4. Supporting framework according to claim 3, characterised in that outside the intersection, a parallel partially or completely enclosing cover (41, 42) of the vertically-running cavities (5; 6) is provided for the respective central wall (2c) of the vertical supports (2).

5. Supporting framework according to claim 3, characterised in that the horizontal supporting beam (3; 4) which has a space-enclosing cross-section is arranged in such a way that the cavities (7; 16) are accessible from above.

6. Supporting framework according to claim 5, characterised in that the horizontal beams (3; 4) are provided with supporting surfaces (4a′, 4b′, 4d, 4e; 3a′, 3b′) on which a ceiling or floor construction (10; 11) can be rested, the supporting surfaces (4a′, 4b′, 4d, 4e; 3a′, 3b′) being arranged so as to project laterally away from the webs (4a, 4b; 3a, 3b) of the profile with a space-enclosing cross-section.

7. Supporting framework according to claim 6, characterised in that, with respect to the beams (4) running parallel in a direction (Y), one pair of upper supporting surfaces (4a′, 4b′) formed by flanges are oriented towards each other and one pair of lower supporting surfaces (4d, 4e) formed by flanges are oriented outwards as an extension of the lower flanges (4c) connecting the webs (4a, 4b), on which supporting surfaces a ceiling construction (10) can be rested from both sides.

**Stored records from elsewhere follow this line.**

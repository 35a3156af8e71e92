//! 服务模块

pub mod character;
pub mod generator;
pub mod prompts;
pub mod session;
pub mod story_parser;

pub use character::{CharacterService, NewCharacter, create_character_service};
pub use generator::{GeneratorContext, NarrativeGenerator, create_narrative_generator};
pub use session::{GameSessionService, SessionRules, create_game_session_service};
pub use story_parser::{ExtractionTier, LenientJsonParser, ResponseParser};
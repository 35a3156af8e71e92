use serde::{Deserialize, Serialize};

/// 故事记录
///
/// 生成服务每轮产出的结构化单元，产出后立即并入会话状态，不单独持久化。
#[derive(Debug, Clone, PartialEq, Serialize, Deserialize)]
pub struct StoryRecord {
    /// 故事正文（3-5 句）
    pub story_text: String,
    /// 供玩家选择的行动（约定为 3 项）
    pub choices: Vec<String>,
    /// 当前地点
    pub location: String,
    /// 是否进入战斗
    pub combat_encounter: bool,
}

impl StoryRecord {
    pub fn new(
        story_text: impl Into<String>,
        choices: Vec<String>,
        location: impl Into<String>,
        combat_encounter: bool,
    ) -> Self {
        Self {
            story_text: story_text.into(),
            choices,
            location: location.into(),
            combat_encounter,
        }
    }
}
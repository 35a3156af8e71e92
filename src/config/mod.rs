//! 配置管理模块
//!
//! 提供应用程序配置加载和管理功能，支持 TOML 配置文件和环境变量覆盖。

pub mod config;
pub mod loader;

pub use config::{
    AppConfig, DatabaseConfig, GameConfig, GeneratorConfig, LoggingConfig, ServerConfig,
};
pub use loader::{ConfigLoader, ConfigValidationError};
//! 角色 DTO

use serde::{Deserialize, Serialize};

use crate::services::character::NewCharacter;

/// 创建角色请求
#[derive(Debug, Deserialize)]
pub struct CreateCharacterRequest {
    pub name: String,
    pub race: String,
    #[serde(alias = "class")]
    pub character_class: String,
    pub background: String,
}

impl From<CreateCharacterRequest> for NewCharacter {
    fn from(request: CreateCharacterRequest) -> Self {
        NewCharacter {
            name: request.name,
            race: request.race,
            character_class: request.character_class,
            background: request.background,
        }
    }
}

/// 根路径响应
#[derive(Debug, Serialize, Deserialize)]
pub struct ApiInfoResponse {
    pub message: String,
}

8. Supporting framework according to claim 7, characterised in that the cavities (7; 16) in the horizontal beams (3; 4) which are open at the top and/or bottom and/or laterally are accessible via coverable frames (12) which are provided in a floor construction (11) laid on the ceiling construction (10).

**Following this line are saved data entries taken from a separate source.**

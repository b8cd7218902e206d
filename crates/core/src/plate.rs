//! Plaque de destination et registre de contenu par puits
//!
//! Chaque puits tient un registre étiquette de contenu -> masse cumulée,
//! plus un volume cumulé en litres. Les structures s'appuient sur des
//! `BTreeMap` pour garantir une itération déterministe.

use crate::error::Result;
use crate::wells::{index_to_wellname, wellname_to_index, PlateSize};
use serde::{Deserialize, Serialize};
use std::collections::BTreeMap;

/// Registre de contenu d'un puits
#[derive(Debug, Clone, Default, PartialEq, Serialize, Deserialize)]
pub struct WellContent {
    /// Masse cumulée par étiquette de contenu
    quantities: BTreeMap<String, f64>,
    /// Volume cumulé en litres
    volume: f64,
}

impl WellContent {
    /// Ajoute une masse pour une étiquette, en créant l'entrée au besoin
    pub fn add_quantity(&mut self, label: &str, mass: f64) {
        *self.quantities.entry(label.to_string()).or_insert(0.0) += mass;
    }

    /// Ajoute un volume en litres
    pub fn add_volume(&mut self, volume_liters: f64) {
        self.volume += volume_liters;
    }

    /// Masse cumulée pour une étiquette
    pub fn quantity(&self, label: &str) -> Option<f64> {
        self.quantities.get(label).copied()
    }

    /// Registre complet étiquette -> masse
    pub fn quantities(&self) -> &BTreeMap<String, f64> {
        &self.quantities
    }

    /// Volume cumulé en litres
    pub fn volume(&self) -> f64 {
        self.volume
    }

    /// Étiquettes de contenu, jointes par un espace
    pub fn components_as_string(&self) -> String {
        self.quantities
            .keys()
            .cloned()
            .collect::<Vec<_>>()
            .join(" ")
    }
}

/// Plaque multi-puits suivie pour son contenu cumulé
///
/// Les puits sont indexés par leur nom canonique (ex. "B3"); un puits
/// n'apparaît qu'après un premier ajout de contenu.
#[derive(Debug, Clone, PartialEq, Serialize, Deserialize)]
pub struct Plate {
    name: String,
    size: PlateSize,
    wells: BTreeMap<String, WellContent>,
}

impl Plate {
    /// Crée une plaque vide
    pub fn new(name: &str, size: PlateSize) -> Self {
        Self {
            name: name.to_string(),
            size,
            wells: BTreeMap::new(),
        }
    }

    /// Nom de la plaque
    pub fn name(&self) -> &str {
        &self.name
    }

    /// Format de la plaque
    pub fn size(&self) -> PlateSize {
        self.size
    }

    /// Ajoute une masse et un volume au puits nommé
    ///
    /// Le nom est validé contre la géométrie de la plaque puis
    /// canonicalisé, de sorte que "b3" et "B3" désignent le même puits.
    pub fn add_content(
        &mut self,
        wellname: &str,
        label: &str,
        mass: f64,
        volume_liters: f64,
    ) -> Result<()> {
        let index = wellname_to_index(wellname, self.size)?;
        let canonical = index_to_wellname(index, self.size)?;

        let well = self.wells.entry(canonical).or_default();
        well.add_quantity(label, mass);
        well.add_volume(volume_liters);
        Ok(())
    }

    /// Contenu du puits nommé, s'il a reçu du contenu
    pub fn well(&self, wellname: &str) -> Option<&WellContent> {
        let index = wellname_to_index(wellname, self.size).ok()?;
        let canonical = index_to_wellname(index, self.size).ok()?;
        self.wells.get(&canonical)
    }

    /// Contenu du puits à l'indice column-major donné
    pub fn well_at_index(&self, index: u32) -> Result<Option<&WellContent>> {
        let wellname = index_to_wellname(index, self.size)?;
        Ok(self.wells.get(&wellname))
    }

    /// Puits remplis, par nom canonique, en ordre déterministe
    pub fn wells(&self) -> impl Iterator<Item = (&String, &WellContent)> {
        self.wells.iter()
    }

    /// Nombre de puits ayant reçu du contenu
    pub fn num_filled_wells(&self) -> usize {
        self.wells.len()
    }

    /// Exporte le registre de la plaque en JSON
    pub fn to_json(&self) -> Result<String> {
        Ok(serde_json::to_string_pretty(self)?)
    }
}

9. Supporting framework according to claim 7, characterised in that the webs (3a, 3b; 4a, 4b) of the beams (3; 4) with a space-enclosing cross-section are provided with a number of through-openings (30; 40) distributed along the beam length to connect the cavities (7; 16) with the ceiling construction (10).

10. Supporting framework according to claim 1, characterised in that the vertical supports (2) and also the beams (3; 4) are embodied as profiles made from metal, in particular steel, or from another suitable material, such as plastic.

11. Building with a supporting framework (1) according to claim 1 and with fluid-transporting conduits (9; 24; 26; 29) passing through the supporting framework (1) which can be passed through the supporting framework (1) in all three spatial and/or supporting framework dimensions (X, Y, Z).